- WHAT TO WORK ON
Take each line of the data that contains the string "task" and copy it.

[Collected data entries]
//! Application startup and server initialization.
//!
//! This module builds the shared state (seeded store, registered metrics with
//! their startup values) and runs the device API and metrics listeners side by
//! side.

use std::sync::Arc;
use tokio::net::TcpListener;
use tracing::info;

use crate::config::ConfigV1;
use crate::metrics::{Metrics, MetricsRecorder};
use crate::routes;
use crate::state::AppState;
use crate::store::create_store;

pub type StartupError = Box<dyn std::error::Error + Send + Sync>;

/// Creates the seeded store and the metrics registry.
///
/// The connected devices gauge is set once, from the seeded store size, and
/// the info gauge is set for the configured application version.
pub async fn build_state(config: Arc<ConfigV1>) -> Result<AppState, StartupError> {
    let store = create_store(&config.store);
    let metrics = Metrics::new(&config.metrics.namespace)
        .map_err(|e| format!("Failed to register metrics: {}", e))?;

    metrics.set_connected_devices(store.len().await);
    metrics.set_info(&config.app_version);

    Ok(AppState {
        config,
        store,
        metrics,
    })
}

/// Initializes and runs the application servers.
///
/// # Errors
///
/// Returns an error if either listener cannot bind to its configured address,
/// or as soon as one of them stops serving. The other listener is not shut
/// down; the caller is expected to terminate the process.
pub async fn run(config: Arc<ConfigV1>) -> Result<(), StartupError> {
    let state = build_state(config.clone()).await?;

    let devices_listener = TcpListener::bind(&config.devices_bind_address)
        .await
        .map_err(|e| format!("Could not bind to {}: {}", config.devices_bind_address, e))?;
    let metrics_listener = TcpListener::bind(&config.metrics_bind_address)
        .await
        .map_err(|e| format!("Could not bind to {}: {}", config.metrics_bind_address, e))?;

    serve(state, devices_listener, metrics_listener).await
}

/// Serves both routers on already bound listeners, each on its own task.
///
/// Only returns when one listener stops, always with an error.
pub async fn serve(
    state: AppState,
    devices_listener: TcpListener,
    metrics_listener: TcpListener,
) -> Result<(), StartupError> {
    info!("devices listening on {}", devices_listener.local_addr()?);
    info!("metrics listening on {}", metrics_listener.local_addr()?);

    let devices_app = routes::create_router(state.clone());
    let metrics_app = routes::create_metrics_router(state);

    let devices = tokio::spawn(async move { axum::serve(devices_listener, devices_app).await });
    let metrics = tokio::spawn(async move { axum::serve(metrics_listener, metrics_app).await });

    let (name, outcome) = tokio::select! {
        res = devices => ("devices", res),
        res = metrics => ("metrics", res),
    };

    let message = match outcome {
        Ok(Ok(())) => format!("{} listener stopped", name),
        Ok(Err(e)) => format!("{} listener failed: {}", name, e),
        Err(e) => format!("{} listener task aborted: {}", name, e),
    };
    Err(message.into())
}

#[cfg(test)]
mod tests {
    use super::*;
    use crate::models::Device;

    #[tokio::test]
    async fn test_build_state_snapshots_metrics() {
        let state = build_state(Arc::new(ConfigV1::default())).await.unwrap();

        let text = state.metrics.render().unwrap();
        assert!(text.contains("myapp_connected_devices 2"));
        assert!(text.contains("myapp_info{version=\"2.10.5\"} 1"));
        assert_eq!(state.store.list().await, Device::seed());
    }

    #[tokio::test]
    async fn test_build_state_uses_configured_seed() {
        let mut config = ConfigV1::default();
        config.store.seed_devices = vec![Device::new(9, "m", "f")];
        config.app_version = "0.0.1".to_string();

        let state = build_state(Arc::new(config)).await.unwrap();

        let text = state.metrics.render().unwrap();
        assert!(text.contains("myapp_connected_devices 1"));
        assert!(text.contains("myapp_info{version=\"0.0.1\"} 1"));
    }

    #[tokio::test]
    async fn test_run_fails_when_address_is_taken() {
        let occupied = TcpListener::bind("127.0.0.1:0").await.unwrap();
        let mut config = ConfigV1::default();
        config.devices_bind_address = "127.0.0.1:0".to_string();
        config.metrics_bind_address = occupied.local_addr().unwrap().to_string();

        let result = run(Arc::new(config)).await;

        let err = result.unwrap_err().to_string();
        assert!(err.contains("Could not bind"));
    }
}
---
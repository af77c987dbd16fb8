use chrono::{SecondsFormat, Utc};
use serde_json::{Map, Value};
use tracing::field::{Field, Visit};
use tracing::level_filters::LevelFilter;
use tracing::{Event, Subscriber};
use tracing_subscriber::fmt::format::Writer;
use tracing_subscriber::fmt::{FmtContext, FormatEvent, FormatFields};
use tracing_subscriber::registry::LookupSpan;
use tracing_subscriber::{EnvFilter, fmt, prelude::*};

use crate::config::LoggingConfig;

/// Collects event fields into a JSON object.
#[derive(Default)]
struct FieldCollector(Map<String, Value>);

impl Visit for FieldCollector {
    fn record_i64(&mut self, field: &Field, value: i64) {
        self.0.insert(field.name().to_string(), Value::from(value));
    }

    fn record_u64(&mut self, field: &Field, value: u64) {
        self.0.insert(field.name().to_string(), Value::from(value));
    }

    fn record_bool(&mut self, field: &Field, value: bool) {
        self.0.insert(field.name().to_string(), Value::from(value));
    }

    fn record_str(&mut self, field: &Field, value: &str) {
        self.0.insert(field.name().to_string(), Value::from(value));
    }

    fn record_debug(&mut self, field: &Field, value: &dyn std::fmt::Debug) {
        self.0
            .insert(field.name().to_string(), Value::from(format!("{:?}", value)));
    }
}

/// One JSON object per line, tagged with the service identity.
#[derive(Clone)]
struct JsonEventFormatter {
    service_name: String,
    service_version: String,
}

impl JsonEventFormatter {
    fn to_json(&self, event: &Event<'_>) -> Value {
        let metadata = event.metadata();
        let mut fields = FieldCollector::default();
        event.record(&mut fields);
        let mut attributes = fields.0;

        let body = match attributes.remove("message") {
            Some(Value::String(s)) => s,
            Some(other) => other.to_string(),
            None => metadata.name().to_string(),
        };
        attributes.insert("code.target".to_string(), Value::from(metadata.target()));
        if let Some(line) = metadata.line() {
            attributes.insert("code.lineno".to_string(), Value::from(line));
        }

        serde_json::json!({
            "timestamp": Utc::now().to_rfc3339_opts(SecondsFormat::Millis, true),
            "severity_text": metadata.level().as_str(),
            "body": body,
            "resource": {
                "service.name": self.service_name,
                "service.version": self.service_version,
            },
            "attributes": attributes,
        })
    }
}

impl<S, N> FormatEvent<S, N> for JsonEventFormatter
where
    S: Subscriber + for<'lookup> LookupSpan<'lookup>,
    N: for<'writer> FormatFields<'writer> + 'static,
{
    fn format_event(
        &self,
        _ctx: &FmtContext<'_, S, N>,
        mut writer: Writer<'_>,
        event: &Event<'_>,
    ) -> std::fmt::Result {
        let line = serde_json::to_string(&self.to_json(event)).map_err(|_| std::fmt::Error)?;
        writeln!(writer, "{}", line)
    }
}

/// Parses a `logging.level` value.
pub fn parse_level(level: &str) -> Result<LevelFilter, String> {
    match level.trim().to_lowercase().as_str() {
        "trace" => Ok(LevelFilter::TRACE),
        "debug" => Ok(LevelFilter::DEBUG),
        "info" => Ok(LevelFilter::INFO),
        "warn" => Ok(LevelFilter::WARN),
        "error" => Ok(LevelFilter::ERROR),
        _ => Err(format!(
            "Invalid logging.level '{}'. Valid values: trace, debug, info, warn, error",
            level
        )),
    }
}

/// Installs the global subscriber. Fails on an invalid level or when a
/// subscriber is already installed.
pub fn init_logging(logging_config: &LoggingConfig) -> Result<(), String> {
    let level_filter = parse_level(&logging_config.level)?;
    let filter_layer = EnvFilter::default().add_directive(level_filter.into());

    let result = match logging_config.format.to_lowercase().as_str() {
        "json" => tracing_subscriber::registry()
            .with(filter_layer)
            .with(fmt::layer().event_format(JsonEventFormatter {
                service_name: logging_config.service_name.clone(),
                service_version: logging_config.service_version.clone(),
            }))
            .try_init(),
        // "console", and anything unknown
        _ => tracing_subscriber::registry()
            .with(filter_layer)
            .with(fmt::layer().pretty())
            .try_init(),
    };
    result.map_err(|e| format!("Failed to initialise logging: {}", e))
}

- EXERCISE SOLUTION
/// Serves both routers on already bound listeners, each on its own task.
        Err(e) => format!("{} listener task aborted: {}", name, e),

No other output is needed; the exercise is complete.